=== PROBLEM ===
Your answer should be only the lines below from the one with "filename src/level.rs" to the one with "9 = pen interior.", repeated exactly, ends included.
===== DATA TO EXAMINE
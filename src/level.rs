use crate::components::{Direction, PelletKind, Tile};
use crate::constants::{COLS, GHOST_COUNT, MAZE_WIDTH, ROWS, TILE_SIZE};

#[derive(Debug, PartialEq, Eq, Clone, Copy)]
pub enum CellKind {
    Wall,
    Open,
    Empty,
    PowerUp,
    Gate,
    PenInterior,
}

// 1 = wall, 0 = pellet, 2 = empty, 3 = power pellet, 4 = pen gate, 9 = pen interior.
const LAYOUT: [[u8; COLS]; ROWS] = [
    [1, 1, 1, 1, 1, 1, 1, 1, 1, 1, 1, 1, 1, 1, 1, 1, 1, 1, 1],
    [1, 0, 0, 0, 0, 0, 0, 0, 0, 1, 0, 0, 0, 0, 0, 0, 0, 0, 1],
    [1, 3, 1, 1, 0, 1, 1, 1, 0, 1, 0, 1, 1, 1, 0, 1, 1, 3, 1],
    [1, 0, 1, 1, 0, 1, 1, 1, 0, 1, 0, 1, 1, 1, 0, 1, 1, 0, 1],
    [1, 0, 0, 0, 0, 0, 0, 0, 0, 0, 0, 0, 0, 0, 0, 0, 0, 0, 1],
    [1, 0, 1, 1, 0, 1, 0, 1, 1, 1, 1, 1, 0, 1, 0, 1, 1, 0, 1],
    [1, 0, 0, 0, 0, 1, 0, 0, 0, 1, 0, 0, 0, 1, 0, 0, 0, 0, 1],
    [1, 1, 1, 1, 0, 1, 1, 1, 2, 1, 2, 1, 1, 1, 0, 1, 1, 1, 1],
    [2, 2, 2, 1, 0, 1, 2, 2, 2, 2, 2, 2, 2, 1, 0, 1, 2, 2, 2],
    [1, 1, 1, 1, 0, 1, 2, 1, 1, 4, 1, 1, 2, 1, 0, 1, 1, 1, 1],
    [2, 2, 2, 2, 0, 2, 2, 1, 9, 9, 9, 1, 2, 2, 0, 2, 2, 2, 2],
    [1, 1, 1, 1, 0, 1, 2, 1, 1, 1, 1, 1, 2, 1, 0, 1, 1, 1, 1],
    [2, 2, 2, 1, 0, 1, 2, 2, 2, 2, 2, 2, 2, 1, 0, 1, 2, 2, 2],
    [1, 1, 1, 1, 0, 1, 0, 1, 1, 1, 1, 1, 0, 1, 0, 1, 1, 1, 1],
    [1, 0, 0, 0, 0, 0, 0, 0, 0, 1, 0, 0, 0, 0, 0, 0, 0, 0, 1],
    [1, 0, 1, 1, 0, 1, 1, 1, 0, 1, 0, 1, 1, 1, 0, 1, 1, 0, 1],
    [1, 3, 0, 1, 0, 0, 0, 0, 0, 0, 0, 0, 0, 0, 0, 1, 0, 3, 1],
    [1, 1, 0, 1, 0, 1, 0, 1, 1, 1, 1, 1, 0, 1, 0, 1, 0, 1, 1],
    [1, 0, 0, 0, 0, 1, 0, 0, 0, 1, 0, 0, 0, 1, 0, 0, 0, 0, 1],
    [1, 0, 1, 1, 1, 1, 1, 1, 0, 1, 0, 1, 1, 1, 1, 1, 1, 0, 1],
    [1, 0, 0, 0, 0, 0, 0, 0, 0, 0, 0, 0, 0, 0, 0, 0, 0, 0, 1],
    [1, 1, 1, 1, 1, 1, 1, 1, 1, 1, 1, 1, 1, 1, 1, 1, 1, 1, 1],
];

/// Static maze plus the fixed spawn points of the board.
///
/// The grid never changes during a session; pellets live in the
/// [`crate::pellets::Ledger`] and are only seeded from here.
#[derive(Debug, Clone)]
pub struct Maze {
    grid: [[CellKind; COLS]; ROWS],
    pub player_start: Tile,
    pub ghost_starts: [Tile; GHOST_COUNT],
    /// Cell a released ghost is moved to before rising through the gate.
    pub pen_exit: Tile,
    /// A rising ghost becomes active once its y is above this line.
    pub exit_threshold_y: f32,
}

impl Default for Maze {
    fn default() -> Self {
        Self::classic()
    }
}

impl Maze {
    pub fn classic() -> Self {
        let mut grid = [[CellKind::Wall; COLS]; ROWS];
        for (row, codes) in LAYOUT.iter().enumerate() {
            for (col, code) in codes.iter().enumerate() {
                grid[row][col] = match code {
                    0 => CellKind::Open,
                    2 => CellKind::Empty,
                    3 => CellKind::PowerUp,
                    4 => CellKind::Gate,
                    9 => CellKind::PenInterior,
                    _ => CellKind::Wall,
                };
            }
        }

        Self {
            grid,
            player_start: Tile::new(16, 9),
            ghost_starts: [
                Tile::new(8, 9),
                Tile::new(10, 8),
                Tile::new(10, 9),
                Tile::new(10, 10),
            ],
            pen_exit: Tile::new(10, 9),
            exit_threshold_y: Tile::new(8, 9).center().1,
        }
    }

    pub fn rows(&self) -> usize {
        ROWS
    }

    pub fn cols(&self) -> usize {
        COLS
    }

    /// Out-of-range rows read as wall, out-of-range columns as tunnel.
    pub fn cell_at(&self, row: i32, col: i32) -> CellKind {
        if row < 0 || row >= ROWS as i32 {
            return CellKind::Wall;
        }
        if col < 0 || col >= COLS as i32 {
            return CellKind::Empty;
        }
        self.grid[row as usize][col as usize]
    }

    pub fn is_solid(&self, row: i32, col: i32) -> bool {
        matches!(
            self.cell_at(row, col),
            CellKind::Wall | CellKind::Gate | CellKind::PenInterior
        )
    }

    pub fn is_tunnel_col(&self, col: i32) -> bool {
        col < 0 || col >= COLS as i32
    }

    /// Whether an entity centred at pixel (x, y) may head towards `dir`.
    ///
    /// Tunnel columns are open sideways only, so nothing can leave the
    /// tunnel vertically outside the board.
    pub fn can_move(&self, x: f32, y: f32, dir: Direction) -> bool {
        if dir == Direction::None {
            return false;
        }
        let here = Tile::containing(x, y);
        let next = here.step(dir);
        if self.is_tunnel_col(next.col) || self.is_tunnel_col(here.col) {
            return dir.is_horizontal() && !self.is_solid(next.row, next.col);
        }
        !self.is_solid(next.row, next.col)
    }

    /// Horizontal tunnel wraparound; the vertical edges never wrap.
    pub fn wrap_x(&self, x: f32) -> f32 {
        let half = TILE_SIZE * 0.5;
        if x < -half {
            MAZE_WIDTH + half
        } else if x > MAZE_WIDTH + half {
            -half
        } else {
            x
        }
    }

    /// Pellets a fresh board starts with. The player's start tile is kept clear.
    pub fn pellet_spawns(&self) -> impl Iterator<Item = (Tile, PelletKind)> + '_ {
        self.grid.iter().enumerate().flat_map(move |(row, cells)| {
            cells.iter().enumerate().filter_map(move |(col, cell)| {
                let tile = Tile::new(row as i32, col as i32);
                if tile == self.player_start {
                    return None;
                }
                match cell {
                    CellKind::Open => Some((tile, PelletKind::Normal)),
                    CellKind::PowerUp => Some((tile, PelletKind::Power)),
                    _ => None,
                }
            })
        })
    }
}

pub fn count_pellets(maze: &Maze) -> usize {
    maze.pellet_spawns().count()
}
==========
===== DATA TO EXAMINE
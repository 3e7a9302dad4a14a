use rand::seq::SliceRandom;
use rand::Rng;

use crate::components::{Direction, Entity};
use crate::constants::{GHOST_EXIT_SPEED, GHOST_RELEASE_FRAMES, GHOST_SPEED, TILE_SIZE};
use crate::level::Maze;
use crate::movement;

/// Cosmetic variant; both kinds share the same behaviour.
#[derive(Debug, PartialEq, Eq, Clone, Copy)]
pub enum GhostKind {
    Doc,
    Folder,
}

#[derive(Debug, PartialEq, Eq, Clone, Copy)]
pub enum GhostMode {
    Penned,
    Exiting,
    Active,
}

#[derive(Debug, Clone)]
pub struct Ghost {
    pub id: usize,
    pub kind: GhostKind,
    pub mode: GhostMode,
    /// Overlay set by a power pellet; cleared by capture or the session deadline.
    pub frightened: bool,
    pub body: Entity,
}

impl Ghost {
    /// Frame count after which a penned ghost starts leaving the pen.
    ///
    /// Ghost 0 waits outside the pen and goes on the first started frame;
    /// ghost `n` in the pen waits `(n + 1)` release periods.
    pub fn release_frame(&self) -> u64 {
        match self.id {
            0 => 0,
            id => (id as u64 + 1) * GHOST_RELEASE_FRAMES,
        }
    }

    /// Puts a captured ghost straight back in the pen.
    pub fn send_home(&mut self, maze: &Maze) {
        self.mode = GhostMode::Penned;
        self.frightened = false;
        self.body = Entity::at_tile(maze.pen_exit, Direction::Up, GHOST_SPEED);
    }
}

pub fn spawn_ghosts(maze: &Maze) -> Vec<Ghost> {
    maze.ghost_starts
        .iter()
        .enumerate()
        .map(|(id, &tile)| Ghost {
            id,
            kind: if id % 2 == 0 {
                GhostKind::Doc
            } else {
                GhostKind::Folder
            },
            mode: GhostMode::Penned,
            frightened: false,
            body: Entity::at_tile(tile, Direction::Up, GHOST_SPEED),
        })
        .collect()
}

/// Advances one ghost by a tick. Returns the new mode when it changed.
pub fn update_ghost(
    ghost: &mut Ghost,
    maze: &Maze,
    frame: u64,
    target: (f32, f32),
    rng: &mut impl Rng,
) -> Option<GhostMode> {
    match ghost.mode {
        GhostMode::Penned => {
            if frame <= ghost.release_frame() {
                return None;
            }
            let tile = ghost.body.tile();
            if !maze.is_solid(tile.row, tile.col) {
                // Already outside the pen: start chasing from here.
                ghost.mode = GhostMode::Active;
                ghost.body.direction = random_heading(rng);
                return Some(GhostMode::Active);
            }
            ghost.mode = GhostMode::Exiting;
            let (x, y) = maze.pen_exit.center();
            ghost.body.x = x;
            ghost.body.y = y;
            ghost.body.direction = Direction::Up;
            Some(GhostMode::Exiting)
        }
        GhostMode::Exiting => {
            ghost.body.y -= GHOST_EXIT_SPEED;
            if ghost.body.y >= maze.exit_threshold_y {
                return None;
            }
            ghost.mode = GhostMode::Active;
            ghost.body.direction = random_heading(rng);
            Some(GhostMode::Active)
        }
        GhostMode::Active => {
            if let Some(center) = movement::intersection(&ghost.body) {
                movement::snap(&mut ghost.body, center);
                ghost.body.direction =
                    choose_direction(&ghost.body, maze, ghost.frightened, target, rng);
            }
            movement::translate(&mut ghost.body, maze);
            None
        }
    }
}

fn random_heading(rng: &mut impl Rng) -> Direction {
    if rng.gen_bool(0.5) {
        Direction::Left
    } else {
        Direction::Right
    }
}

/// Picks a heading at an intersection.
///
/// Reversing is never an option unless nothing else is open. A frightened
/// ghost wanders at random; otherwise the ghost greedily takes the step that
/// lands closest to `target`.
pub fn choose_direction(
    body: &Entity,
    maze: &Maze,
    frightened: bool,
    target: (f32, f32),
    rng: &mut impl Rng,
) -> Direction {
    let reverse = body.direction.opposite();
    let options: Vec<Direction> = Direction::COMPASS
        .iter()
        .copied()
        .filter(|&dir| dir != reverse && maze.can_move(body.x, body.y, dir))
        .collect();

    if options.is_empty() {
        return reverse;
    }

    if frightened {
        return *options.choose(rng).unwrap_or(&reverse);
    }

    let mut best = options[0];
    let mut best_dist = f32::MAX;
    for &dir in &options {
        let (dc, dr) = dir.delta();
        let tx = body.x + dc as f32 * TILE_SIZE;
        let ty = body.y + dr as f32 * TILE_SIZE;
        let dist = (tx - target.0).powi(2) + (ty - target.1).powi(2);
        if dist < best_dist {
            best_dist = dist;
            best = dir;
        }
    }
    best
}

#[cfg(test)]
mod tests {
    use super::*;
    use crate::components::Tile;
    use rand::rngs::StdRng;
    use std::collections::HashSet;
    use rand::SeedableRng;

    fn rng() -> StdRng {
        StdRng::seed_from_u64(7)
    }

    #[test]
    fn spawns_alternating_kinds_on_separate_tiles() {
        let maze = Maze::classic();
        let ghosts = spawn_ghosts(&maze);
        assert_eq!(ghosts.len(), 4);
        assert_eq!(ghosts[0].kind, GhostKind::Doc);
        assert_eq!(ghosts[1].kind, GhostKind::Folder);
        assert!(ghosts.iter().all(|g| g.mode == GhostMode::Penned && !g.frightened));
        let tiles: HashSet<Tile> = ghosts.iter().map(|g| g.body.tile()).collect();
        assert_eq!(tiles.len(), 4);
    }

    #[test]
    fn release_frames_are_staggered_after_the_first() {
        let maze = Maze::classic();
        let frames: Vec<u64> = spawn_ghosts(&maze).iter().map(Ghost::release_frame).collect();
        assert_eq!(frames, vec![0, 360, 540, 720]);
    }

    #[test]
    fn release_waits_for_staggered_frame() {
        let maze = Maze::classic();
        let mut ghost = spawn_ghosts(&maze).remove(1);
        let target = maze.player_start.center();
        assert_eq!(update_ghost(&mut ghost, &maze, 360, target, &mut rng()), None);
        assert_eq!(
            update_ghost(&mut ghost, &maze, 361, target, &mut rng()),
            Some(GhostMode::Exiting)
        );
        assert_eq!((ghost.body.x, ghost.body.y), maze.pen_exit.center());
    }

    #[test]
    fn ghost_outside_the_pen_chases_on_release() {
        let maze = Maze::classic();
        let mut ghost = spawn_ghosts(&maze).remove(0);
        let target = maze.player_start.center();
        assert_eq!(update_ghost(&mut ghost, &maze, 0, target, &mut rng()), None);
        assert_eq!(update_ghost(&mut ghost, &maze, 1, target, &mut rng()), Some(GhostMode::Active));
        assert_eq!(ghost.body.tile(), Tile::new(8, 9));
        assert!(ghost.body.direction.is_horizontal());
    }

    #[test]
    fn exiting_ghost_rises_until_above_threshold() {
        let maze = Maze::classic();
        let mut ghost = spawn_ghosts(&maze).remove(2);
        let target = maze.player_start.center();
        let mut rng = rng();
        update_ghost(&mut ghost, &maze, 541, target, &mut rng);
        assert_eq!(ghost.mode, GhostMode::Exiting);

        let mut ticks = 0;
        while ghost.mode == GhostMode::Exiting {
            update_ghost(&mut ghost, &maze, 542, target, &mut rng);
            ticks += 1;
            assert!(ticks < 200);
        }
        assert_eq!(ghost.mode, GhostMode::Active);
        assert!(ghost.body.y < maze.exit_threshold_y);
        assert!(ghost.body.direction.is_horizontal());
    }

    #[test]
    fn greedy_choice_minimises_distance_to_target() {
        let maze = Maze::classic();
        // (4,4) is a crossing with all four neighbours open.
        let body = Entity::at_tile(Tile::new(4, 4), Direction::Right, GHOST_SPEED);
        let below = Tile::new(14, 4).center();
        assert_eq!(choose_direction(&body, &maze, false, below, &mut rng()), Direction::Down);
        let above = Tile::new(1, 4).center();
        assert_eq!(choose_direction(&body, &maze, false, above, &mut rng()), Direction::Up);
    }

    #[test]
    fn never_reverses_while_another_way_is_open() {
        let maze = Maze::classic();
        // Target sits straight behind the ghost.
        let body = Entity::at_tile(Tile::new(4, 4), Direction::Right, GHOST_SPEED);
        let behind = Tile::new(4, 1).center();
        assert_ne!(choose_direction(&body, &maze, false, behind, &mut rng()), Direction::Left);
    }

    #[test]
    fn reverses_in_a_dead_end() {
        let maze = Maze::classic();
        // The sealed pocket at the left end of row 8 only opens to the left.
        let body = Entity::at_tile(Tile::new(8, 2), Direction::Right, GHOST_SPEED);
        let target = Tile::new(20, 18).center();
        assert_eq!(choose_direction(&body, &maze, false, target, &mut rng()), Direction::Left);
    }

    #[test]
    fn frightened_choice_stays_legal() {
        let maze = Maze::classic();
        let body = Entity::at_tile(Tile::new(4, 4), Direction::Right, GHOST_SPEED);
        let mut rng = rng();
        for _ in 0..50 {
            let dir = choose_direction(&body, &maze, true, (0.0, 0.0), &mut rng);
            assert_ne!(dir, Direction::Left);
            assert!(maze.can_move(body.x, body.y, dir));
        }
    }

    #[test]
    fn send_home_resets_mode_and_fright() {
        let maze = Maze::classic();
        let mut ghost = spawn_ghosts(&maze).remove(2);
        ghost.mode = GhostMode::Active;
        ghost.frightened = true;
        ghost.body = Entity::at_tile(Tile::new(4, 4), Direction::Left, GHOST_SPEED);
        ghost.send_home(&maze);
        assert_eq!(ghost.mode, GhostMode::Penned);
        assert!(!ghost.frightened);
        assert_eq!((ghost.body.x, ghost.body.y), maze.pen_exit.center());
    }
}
==========
=== ANSWER ===
filename src/level.rs
use crate::components::{Direction, PelletKind, Tile};
use crate::constants::{COLS, GHOST_COUNT, MAZE_WIDTH, ROWS, TILE_SIZE};

#[derive(Debug, PartialEq, Eq, Clone, Copy)]
pub enum CellKind {
    Wall,
    Open,
    Empty,
    PowerUp,
    Gate,
    PenInterior,
}

// 1 = wall, 0 = pellet, 2 = empty, 3 = power pellet, 4 = pen gate, 9 = pen interior.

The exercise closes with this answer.